[Task prompt]: Which lines of the listing hold the string "geolocate"? Show each of them.

[Available data]:
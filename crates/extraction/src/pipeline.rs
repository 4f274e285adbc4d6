//! Extraction pipeline driver.
//!
//! Groups are processed one at a time in ascending time order. For each
//! group: decompress into a fresh workspace, decode, resolve the point,
//! read every band, append a record, remove the workspace.

use std::path::PathBuf;
use std::sync::atomic::{AtomicBool, Ordering};

use chrono::FixedOffset;
use metrics::counter;
use tracing::{error, info, instrument, warn};

use himawari_common::{Band, DecodeFailurePolicy, RunConfig};

use crate::aggregate::{ObservationRecord, ResultTable};
use crate::decode::{DecodeError, SceneDecoder};
use crate::error::{ExtractionError, ExtractionResult};
use crate::extract::{extract_point, geolocate};
use crate::group::{DateRange, ObservationGroup};
use crate::workspace::Workspace;

/// Everything the extractor needs from a run configuration.
#[derive(Debug, Clone)]
pub struct ExtractionOptions {
    pub bands: Vec<Band>,
    pub latitude: f64,
    pub longitude: f64,
    pub celsius: bool,
    pub local_offset: FixedOffset,
    pub decode_failure: DecodeFailurePolicy,
    pub work_root: PathBuf,
    pub range: Option<DateRange>,
}

impl ExtractionOptions {
    pub fn from_config(config: &RunConfig) -> ExtractionResult<Self> {
        let local_offset = config.local_offset().ok_or_else(|| {
            ExtractionError::InvalidConfig(format!(
                "local offset of {} hours",
                config.output.local_offset_hours
            ))
        })?;
        Ok(Self {
            bands: config.bands.clone(),
            latitude: config.target.latitude,
            longitude: config.target.longitude,
            celsius: config.output.celsius,
            local_offset,
            decode_failure: config.output.decode_failure,
            work_root: config.storage.work_root(),
            range: Some(DateRange {
                start: config.period.start,
                end: config.period.end,
            }),
        })
    }
}

/// Result of processing one group.
#[derive(Debug)]
pub enum GroupOutcome {
    Extracted(ObservationRecord),
    DecodeFailed(DecodeError),
}

/// Totals of an extraction run.
#[derive(Debug, Clone, Default, PartialEq, Eq)]
pub struct RunSummary {
    pub groups: usize,
    /// Records with at least one value
    pub extracted: usize,
    /// Records where every band is missing
    pub all_missing: usize,
    pub decode_failed: usize,
    /// Groups abandoned for environmental errors (workspace creation, I/O)
    pub errors: usize,
    pub cancelled: bool,
}

/// Sequential extraction over observation groups.
pub struct Extractor<D> {
    decoder: D,
    options: ExtractionOptions,
}

impl<D: SceneDecoder> Extractor<D> {
    pub fn new(decoder: D, options: ExtractionOptions) -> Self {
        Self { decoder, options }
    }

    pub fn options(&self) -> &ExtractionOptions {
        &self.options
    }

    pub fn decoder(&self) -> &D {
        &self.decoder
    }

    /// Process one group. The workspace is removed before this returns,
    /// whatever the outcome.
    #[instrument(skip(self, group, cancel), fields(group = %group.key(), files = group.len()))]
    pub fn process_group(
        &self,
        group: &ObservationGroup,
        cancel: &AtomicBool,
    ) -> ExtractionResult<GroupOutcome> {
        let opts = &self.options;
        let mut workspace = Workspace::create(&opts.work_root, &group.key())?;

        let sources = group.members_for(&opts.bands).map(|m| m.path.as_path());
        workspace.populate(sources, cancel)?;

        // Nothing of the requested bands to hand to the decoder
        if workspace.files().is_empty() {
            return Ok(GroupOutcome::DecodeFailed(DecodeError::NoBands));
        }

        let scene = match self
            .decoder
            .decode(workspace.files(), &opts.bands, workspace.dir(), cancel)
        {
            Ok(scene) => scene,
            // An interrupted decoder says nothing about the data
            Err(_) if cancel.load(Ordering::Relaxed) => return Err(ExtractionError::Cancelled),
            Err(DecodeError::Cancelled) => return Err(ExtractionError::Cancelled),
            Err(e) => return Ok(GroupOutcome::DecodeFailed(e)),
        };

        let location = match geolocate(&scene, &opts.bands, opts.latitude, opts.longitude) {
            Ok(location) => location,
            Err(e) => return Ok(GroupOutcome::DecodeFailed(e)),
        };
        if location.index.is_none() {
            warn!("Point is not visible from the satellite");
        }

        let values = extract_point(&scene, &opts.bands, location.index, opts.celsius);

        if let Err(e) = workspace.close() {
            warn!(error = %e, "Failed to remove workspace");
        }

        Ok(GroupOutcome::Extracted(ObservationRecord::new(
            group.time,
            opts.local_offset,
            opts.latitude,
            opts.longitude,
            values,
        )))
    }

    /// Process every group in order until done or `cancel` is set.
    pub fn run<I>(&self, groups: I, cancel: &AtomicBool) -> (ResultTable, RunSummary)
    where
        I: IntoIterator<Item = ObservationGroup>,
    {
        let opts = &self.options;
        let mut table = ResultTable::new(opts.bands.clone());
        let mut summary = RunSummary::default();

        for group in groups {
            if cancel.load(Ordering::Relaxed) {
                summary.cancelled = true;
                break;
            }
            summary.groups += 1;

            let record = match self.process_group(&group, cancel) {
                Ok(GroupOutcome::Extracted(record)) => {
                    if record.missing_count() == record.values.len() {
                        summary.all_missing += 1;
                        counter!("himawari_groups_total", "outcome" => "all_missing").increment(1);
                    } else {
                        summary.extracted += 1;
                        counter!("himawari_groups_total", "outcome" => "extracted").increment(1);
                    }
                    record
                }
                Ok(GroupOutcome::DecodeFailed(e)) => {
                    summary.decode_failed += 1;
                    counter!("himawari_groups_total", "outcome" => "decode_failed").increment(1);
                    warn!(group = %group.key(), error = %e, "Decode failed");
                    match opts.decode_failure {
                        DecodeFailurePolicy::Skip => continue,
                        DecodeFailurePolicy::EmitMissing => ObservationRecord::new(
                            group.time,
                            opts.local_offset,
                            opts.latitude,
                            opts.longitude,
                            vec![None; opts.bands.len()],
                        ),
                    }
                }
                Err(ExtractionError::Cancelled) => {
                    summary.groups -= 1;
                    summary.cancelled = true;
                    break;
                }
                Err(e) => {
                    summary.errors += 1;
                    counter!("himawari_groups_total", "outcome" => "error").increment(1);
                    error!(group = %group.key(), error = %e, "Group processing failed");
                    continue;
                }
            };

            if let Err(e) = table.append(record) {
                warn!(group = %group.key(), error = %e, "Record not added");
            }
        }

        info!(
            groups = summary.groups,
            extracted = summary.extracted,
            all_missing = summary.all_missing,
            decode_failed = summary.decode_failed,
            errors = summary.errors,
            cancelled = summary.cancelled,
            rows = table.len(),
            "Extraction run complete"
        );
        (table, summary)
    }
}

[Solution]:
use crate::extract::{extract_point, geolocate};
        let location = match geolocate(&scene, &opts.bands, opts.latitude, opts.longitude) {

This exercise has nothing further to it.